Friday, March 17, 2006

92. When you’re a robot you destroy relationships and your own peace

When your VCR or your oven is programmed it can only function according to the instructions it’s been given. It has no choice. Click one button and it just goes through its programmed steps automatically. That’s functional and useful when we don’t want to spell out instructions to the machine each time we use it.

That same kind of programming in you isn’t so functional in your life, however. You may not even be aware of your own programming until you’re dating, or in a relationship, however. Then all hell can break loose. What’s functional in a piece of equipment is usually extremely disfunctional in our personal lives. But amazingly the method works the same way, whether it’s a piece of equipment or a human being.

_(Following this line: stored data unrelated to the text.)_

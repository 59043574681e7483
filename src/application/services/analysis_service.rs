use std::sync::Arc;

use crate::application::ports::{ModelClient, ModelClientError, ModelRequest, UserContent};
use crate::domain::WarrantyAnalysis;

use super::analysis_prompt::build_analysis_prompt;
use super::response_parser::parse_analysis_reply;

/// Structured-extraction stage: one prompt, one model call, one resilient
/// parse. Fails only when the model call itself does; a malformed reply is
/// absorbed into a degraded result by the parser.
pub struct AnalysisService<M: ModelClient> {
    model_client: Arc<M>,
    max_tokens: u32,
    temperature: f32,
}

impl<M: ModelClient> AnalysisService<M> {
    pub fn new(model_client: Arc<M>, max_tokens: u32, temperature: f32) -> Self {
        Self {
            model_client,
            max_tokens,
            temperature,
        }
    }

    #[tracing::instrument(skip(self, contract_text), fields(chars = contract_text.len()))]
    pub async fn analyze(&self, contract_text: &str) -> Result<WarrantyAnalysis, AnalysisError> {
        let prompt = build_analysis_prompt(contract_text);

        let reply = self
            .model_client
            .complete(ModelRequest {
                max_tokens: self.max_tokens,
                temperature: Some(self.temperature),
                content: UserContent::Text(prompt),
            })
            .await?;

        let raw = reply.text();
        let analysis = parse_analysis_reply(&raw);

        tracing::info!(
            confidence = analysis.confidence_score,
            duration_months = ?analysis.duration_months,
            "warranty analysis complete"
        );

        Ok(analysis)
    }
}

#[derive(Debug, thiserror::Error)]
pub enum AnalysisError {
    #[error("model call: {0}")]
    ModelCall(#[from] ModelClientError),
}
use std::io::Write;
use std::time::Duration;

use async_trait::async_trait;
use pdf_oxide::PdfDocument;

use crate::application::ports::{ExtractedPages, PdfTextError, PdfTextExtractor};

const EXTRACTION_TIMEOUT: Duration = Duration::from_secs(30);

/// Native PDF text extraction. Runs the parse on a blocking thread with a
/// timeout; pages without extractable text come back as empty strings so the
/// caller sees the true page count.
#[derive(Default)]
pub struct PdfTextAdapter;

impl PdfTextAdapter {
    pub fn new() -> Self {
        Self
    }

    fn read_pages(path: &std::path::Path) -> Result<Vec<String>, PdfTextError> {
        let mut doc = PdfDocument::open(path)
            .map_err(|e| PdfTextError::ExtractionFailed(format!("failed to parse PDF: {e}")))?;

        let page_count = doc.page_count().map_err(|e| {
            PdfTextError::ExtractionFailed(format!("failed to read page count: {e}"))
        })?;

        let mut pages = Vec::with_capacity(page_count);
        for page_index in 0..page_count {
            pages.push(doc.extract_text(page_index).unwrap_or_default());
        }

        Ok(pages)
    }
}

#[async_trait]
impl PdfTextExtractor for PdfTextAdapter {
    #[tracing::instrument(skip(self, data), fields(bytes = data.len()))]
    async fn extract_pages(&self, data: &[u8]) -> Result<ExtractedPages, PdfTextError> {
        let mut temp_file = tempfile::NamedTempFile::new().map_err(|e| {
            PdfTextError::ExtractionFailed(format!("failed to create temp file: {e}"))
        })?;

        temp_file.write_all(data).map_err(|e| {
            PdfTextError::ExtractionFailed(format!("failed to write temp file: {e}"))
        })?;

        let temp_path = temp_file.path().to_path_buf();

        let pages = tokio::time::timeout(
            EXTRACTION_TIMEOUT,
            tokio::task::spawn_blocking(move || Self::read_pages(&temp_path)),
        )
        .await
        .map_err(|_| PdfTextError::ExtractionFailed("PDF extraction timed out".to_string()))?
        .map_err(|e| PdfTextError::ExtractionFailed(format!("task join error: {e}")))??;

        tracing::debug!(page_count = pages.len(), "native PDF text read");

        Ok(ExtractedPages { pages })
    }
}
use image::imageops::FilterType;
use image::{DynamicImage, ImageFormat, Rgb, RgbImage};

use crate::application::ports::{ImageNormalizer, NormalizedImage};
use crate::domain::MediaType;

/// Longest accepted dimension before downscaling. Keeps payloads inside the
/// vision model's size envelope while preserving text legibility.
const MAX_DIMENSION: u32 = 2048;

/// Canonicalizes uploads for vision OCR: transparency flattened onto white,
/// dimensions bounded, PNG re-encoded. Best-effort only; any decode or
/// transform error falls back to the original bytes.
#[derive(Default)]
pub struct VisionImageNormalizer;

impl VisionImageNormalizer {
    pub fn new() -> Self {
        Self
    }

    fn canonicalize(data: &[u8]) -> Option<Vec<u8>> {
        let decoded = image::load_from_memory(data).ok()?;
        let flattened = DynamicImage::ImageRgb8(flatten_onto_white(&decoded));

        let longest = flattened.width().max(flattened.height());
        let bounded = if longest > MAX_DIMENSION {
            flattened.resize(MAX_DIMENSION, MAX_DIMENSION, FilterType::Lanczos3)
        } else {
            flattened
        };

        let mut png: Vec<u8> = Vec::new();
        bounded
            .write_to(&mut std::io::Cursor::new(&mut png), ImageFormat::Png)
            .ok()?;

        Some(png)
    }
}

/// Alpha-blend every pixel onto an opaque white background.
fn flatten_onto_white(image: &DynamicImage) -> RgbImage {
    let rgba = image.to_rgba8();
    let mut out = RgbImage::new(rgba.width(), rgba.height());

    for (x, y, pixel) in rgba.enumerate_pixels() {
        let [r, g, b, a] = pixel.0;
        let alpha = u32::from(a);
        let blend = |c: u8| ((u32::from(c) * alpha + 255 * (255 - alpha)) / 255) as u8;
        out.put_pixel(x, y, Rgb([blend(r), blend(g), blend(b)]));
    }

    out
}

impl ImageNormalizer for VisionImageNormalizer {
    fn normalize(&self, data: &[u8], declared: MediaType) -> NormalizedImage {
        match Self::canonicalize(data) {
            Some(png) => NormalizedImage {
                data: png,
                media_type: MediaType::Png,
            },
            None => {
                tracing::warn!("image normalization failed, submitting original bytes");
                NormalizedImage::passthrough(data, declared)
            }
        }
    }
}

The programming for many of us has happened in childhood, when we were innocent and simply doing what we could to survive, both physically and emotionally. We used the best tools we knew at the time and sometimes they worked. We might have been mad at Mom so we sulked in the corner and wouldn’t speak to her. Mom might have given in and we got what we wanted. So it worked. We all know hundreds of examples of this kind of manipulation or self-protective behavior we used when we felt vulnerable and powerless.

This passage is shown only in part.